**About this task:** The records follow. Print, word for word, the first line through the "const SESSIONS_LIST_MAX_LIMIT: i64 = 1000;" line.

[Stored dataset items]

------------------------------

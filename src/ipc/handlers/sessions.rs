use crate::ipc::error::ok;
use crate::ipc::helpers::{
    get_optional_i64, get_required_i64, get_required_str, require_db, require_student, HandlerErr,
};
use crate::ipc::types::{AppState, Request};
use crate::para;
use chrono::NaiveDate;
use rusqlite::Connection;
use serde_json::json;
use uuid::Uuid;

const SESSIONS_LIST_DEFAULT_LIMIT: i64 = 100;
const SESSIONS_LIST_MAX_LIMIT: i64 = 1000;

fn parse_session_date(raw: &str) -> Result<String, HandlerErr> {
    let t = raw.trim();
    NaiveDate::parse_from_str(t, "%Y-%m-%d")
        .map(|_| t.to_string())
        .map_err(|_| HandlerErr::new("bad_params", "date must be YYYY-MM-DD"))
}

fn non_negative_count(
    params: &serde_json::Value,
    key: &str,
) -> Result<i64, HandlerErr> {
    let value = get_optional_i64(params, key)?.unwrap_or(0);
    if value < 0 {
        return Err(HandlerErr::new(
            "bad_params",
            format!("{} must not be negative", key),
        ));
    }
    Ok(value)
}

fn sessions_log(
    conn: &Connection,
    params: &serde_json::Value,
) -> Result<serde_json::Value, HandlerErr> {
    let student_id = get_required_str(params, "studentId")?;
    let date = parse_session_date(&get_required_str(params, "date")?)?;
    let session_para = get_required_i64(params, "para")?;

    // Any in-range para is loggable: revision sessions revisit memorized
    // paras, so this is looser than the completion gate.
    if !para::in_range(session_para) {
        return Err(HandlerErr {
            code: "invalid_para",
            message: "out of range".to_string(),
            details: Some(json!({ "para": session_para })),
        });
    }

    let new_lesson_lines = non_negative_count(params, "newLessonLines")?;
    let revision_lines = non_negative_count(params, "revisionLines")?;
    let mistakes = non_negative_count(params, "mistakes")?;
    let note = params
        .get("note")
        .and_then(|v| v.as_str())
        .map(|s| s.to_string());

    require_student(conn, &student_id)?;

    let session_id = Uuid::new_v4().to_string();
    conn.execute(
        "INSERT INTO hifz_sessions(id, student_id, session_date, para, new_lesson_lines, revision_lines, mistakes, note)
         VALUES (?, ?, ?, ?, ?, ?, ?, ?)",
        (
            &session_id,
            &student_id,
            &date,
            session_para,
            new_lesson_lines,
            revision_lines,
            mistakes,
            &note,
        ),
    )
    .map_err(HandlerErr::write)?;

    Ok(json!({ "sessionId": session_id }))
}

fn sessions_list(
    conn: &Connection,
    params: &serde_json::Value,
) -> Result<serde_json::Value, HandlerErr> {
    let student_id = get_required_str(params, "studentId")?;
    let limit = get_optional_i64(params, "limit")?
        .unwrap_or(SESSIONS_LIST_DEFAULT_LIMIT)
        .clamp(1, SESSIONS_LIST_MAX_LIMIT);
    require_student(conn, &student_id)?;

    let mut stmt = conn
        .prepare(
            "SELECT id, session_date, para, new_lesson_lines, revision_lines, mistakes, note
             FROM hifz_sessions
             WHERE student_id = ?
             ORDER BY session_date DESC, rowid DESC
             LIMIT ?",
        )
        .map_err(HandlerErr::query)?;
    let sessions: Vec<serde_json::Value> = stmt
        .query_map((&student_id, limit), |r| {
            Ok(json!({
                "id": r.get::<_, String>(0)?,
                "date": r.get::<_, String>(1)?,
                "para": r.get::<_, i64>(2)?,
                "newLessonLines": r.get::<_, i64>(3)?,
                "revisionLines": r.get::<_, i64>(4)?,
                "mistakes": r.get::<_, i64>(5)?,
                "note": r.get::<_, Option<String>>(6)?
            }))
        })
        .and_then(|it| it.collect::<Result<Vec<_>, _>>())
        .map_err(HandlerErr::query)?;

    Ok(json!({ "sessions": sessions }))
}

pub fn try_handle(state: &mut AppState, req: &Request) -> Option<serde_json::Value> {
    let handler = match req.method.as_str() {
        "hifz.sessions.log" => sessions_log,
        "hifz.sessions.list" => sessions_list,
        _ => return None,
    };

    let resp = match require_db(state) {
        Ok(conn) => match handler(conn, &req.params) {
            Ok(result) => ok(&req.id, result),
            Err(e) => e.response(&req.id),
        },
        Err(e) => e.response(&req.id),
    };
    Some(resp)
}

------------------------------

**The completed task:**
filename src/ipc/handlers/sessions.rs
use crate::ipc::error::ok;
use crate::ipc::helpers::{
    get_optional_i64, get_required_i64, get_required_str, require_db, require_student, HandlerErr,
};
use crate::ipc::types::{AppState, Request};
use crate::para;
use chrono::NaiveDate;
use rusqlite::Connection;
use serde_json::json;
use uuid::Uuid;

const SESSIONS_LIST_DEFAULT_LIMIT: i64 = 100;
const SESSIONS_LIST_MAX_LIMIT: i64 = 1000;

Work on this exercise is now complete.